What you need to do => The lines below starting at the line containing "filename src/nrpn.rs" and ending at the line containing "NrpnWord::Pair(msb, _) |" are to be repeated exactly, with both ends kept and nothing else added.

(Data records)
━━━━━━━━

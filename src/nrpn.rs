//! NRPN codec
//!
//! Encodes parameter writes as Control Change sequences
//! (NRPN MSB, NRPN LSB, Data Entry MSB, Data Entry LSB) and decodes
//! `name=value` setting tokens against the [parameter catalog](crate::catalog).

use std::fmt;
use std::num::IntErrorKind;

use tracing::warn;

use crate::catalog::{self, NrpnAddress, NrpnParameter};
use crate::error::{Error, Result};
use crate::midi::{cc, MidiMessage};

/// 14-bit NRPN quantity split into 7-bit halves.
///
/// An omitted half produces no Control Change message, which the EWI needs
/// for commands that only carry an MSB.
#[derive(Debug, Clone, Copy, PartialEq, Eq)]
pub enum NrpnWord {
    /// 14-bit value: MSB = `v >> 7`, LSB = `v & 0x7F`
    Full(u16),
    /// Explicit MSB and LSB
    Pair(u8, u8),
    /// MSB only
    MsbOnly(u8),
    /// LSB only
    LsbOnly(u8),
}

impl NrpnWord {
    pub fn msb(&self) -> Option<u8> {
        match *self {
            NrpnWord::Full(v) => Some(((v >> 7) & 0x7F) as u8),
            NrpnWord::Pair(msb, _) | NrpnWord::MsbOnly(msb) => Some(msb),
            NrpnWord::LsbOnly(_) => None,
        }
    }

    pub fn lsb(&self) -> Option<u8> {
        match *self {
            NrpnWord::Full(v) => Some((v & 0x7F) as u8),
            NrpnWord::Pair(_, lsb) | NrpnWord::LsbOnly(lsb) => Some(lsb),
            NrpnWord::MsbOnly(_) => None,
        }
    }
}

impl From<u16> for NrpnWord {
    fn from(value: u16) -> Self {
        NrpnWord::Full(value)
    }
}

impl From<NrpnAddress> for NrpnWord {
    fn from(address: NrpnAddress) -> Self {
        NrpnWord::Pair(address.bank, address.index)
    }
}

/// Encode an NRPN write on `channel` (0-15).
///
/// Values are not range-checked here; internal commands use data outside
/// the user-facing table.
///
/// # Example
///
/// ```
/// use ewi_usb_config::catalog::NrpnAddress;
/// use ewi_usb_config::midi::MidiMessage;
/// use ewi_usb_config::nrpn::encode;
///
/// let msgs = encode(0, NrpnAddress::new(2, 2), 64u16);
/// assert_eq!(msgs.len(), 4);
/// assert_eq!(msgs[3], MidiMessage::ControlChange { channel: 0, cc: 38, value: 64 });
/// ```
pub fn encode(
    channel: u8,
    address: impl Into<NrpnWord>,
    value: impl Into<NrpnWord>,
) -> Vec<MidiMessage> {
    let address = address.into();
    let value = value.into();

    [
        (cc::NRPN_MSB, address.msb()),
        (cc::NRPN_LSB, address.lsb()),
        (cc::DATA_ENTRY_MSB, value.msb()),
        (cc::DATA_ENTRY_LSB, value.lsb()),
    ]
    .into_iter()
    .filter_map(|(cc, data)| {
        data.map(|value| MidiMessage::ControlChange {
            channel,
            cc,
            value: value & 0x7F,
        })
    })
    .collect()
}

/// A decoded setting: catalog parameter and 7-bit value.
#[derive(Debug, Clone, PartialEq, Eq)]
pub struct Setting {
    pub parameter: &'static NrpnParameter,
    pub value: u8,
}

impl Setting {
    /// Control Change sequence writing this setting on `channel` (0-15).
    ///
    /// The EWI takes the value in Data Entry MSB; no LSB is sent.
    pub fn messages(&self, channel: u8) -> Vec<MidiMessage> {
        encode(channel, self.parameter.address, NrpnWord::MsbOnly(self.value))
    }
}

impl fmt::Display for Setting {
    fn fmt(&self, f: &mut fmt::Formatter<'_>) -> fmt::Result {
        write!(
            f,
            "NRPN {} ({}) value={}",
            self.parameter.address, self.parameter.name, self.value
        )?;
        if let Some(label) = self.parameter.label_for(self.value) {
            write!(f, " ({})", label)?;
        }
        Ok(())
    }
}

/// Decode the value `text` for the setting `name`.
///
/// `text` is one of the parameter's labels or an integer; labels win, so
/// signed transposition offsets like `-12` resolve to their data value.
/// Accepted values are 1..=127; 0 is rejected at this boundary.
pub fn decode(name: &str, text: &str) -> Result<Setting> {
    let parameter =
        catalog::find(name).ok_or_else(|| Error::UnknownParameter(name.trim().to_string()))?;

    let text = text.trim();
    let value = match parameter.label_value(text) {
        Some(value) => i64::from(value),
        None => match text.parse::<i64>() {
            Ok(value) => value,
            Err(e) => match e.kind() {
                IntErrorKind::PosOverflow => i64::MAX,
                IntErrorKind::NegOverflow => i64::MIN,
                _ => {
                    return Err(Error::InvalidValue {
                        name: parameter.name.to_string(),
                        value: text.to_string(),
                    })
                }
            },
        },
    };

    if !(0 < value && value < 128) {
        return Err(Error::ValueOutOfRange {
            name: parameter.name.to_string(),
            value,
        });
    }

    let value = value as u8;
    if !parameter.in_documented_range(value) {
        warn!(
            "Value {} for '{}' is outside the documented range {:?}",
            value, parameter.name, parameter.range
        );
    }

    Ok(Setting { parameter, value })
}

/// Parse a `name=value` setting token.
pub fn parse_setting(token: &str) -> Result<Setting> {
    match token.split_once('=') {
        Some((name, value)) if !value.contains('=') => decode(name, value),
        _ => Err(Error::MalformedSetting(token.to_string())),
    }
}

━━━━━━━━

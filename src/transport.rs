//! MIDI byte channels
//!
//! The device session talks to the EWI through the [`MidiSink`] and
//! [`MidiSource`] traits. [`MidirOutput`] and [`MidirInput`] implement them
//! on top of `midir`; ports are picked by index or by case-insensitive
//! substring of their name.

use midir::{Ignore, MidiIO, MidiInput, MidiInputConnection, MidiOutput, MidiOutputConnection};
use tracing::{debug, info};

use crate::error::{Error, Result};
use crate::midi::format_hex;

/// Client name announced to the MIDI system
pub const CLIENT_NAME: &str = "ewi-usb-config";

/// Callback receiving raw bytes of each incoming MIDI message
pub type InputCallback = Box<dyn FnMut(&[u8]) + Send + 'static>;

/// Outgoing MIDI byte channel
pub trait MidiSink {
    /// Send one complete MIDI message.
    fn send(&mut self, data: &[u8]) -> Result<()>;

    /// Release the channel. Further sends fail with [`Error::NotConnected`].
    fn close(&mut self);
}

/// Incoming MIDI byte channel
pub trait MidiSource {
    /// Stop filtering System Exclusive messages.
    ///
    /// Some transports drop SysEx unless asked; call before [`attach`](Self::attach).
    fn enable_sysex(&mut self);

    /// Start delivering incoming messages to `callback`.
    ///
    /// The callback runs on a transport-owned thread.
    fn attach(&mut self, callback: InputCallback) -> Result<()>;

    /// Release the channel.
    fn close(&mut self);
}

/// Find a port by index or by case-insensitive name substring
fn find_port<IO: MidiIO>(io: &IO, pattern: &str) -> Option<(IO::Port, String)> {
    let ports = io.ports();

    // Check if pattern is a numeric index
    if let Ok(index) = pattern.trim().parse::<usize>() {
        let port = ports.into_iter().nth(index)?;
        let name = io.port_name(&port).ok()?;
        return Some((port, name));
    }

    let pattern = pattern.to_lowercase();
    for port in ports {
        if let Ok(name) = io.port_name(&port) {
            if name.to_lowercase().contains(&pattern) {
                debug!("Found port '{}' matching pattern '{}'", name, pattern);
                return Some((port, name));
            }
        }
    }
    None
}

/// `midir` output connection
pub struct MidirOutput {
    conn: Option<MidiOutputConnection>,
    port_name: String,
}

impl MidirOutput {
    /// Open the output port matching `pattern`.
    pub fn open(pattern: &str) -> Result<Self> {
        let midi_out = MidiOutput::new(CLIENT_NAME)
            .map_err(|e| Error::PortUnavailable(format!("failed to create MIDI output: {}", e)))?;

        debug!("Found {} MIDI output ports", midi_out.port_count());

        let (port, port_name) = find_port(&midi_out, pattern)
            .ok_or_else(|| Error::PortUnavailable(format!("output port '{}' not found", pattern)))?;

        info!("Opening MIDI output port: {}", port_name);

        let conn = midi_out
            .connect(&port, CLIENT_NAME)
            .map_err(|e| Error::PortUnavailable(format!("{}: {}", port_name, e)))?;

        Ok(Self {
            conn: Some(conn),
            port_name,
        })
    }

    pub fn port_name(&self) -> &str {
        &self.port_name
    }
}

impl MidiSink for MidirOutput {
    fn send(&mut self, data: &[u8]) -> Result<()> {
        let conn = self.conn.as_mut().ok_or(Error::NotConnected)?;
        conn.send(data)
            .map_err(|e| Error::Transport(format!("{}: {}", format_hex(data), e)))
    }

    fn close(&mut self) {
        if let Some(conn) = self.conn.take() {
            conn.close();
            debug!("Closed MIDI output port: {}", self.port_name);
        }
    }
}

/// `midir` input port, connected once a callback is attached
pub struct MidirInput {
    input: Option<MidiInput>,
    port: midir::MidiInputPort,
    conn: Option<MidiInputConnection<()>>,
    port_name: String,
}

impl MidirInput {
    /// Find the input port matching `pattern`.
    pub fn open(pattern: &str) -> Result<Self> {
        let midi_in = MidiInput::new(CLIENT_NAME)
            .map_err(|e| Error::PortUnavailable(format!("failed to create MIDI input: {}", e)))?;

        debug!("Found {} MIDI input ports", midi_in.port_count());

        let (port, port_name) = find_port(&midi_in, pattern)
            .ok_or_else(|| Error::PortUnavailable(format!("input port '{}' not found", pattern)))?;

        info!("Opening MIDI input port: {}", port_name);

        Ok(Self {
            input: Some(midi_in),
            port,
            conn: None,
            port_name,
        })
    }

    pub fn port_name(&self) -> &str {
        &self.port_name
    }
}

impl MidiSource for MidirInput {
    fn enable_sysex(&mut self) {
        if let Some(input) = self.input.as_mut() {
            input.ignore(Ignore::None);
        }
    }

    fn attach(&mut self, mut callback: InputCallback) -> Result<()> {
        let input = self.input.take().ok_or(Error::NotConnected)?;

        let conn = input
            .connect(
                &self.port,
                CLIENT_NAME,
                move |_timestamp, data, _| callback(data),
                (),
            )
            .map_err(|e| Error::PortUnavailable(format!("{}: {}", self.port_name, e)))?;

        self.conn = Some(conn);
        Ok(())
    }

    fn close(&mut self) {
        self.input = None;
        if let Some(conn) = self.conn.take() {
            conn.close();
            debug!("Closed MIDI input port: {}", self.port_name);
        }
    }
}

━━━━━━━━

Answer box =>
filename src/nrpn.rs
//! NRPN codec
//!
//! Encodes parameter writes as Control Change sequences
//! (NRPN MSB, NRPN LSB, Data Entry MSB, Data Entry LSB) and decodes
//! `name=value` setting tokens against the [parameter catalog](crate::catalog).

use std::fmt;
use std::num::IntErrorKind;

use tracing::warn;

use crate::catalog::{self, NrpnAddress, NrpnParameter};
use crate::error::{Error, Result};
use crate::midi::{cc, MidiMessage};

/// 14-bit NRPN quantity split into 7-bit halves.
///
/// An omitted half produces no Control Change message, which the EWI needs
/// for commands that only carry an MSB.
#[derive(Debug, Clone, Copy, PartialEq, Eq)]
pub enum NrpnWord {
    /// 14-bit value: MSB = `v >> 7`, LSB = `v & 0x7F`
    Full(u16),
    /// Explicit MSB and LSB
    Pair(u8, u8),
    /// MSB only
    MsbOnly(u8),
    /// LSB only
    LsbOnly(u8),
}

impl NrpnWord {
    pub fn msb(&self) -> Option<u8> {
        match *self {
            NrpnWord::Full(v) => Some(((v >> 7) & 0x7F) as u8),
            NrpnWord::Pair(msb, _) | NrpnWord::MsbOnly(msb) => Some(msb),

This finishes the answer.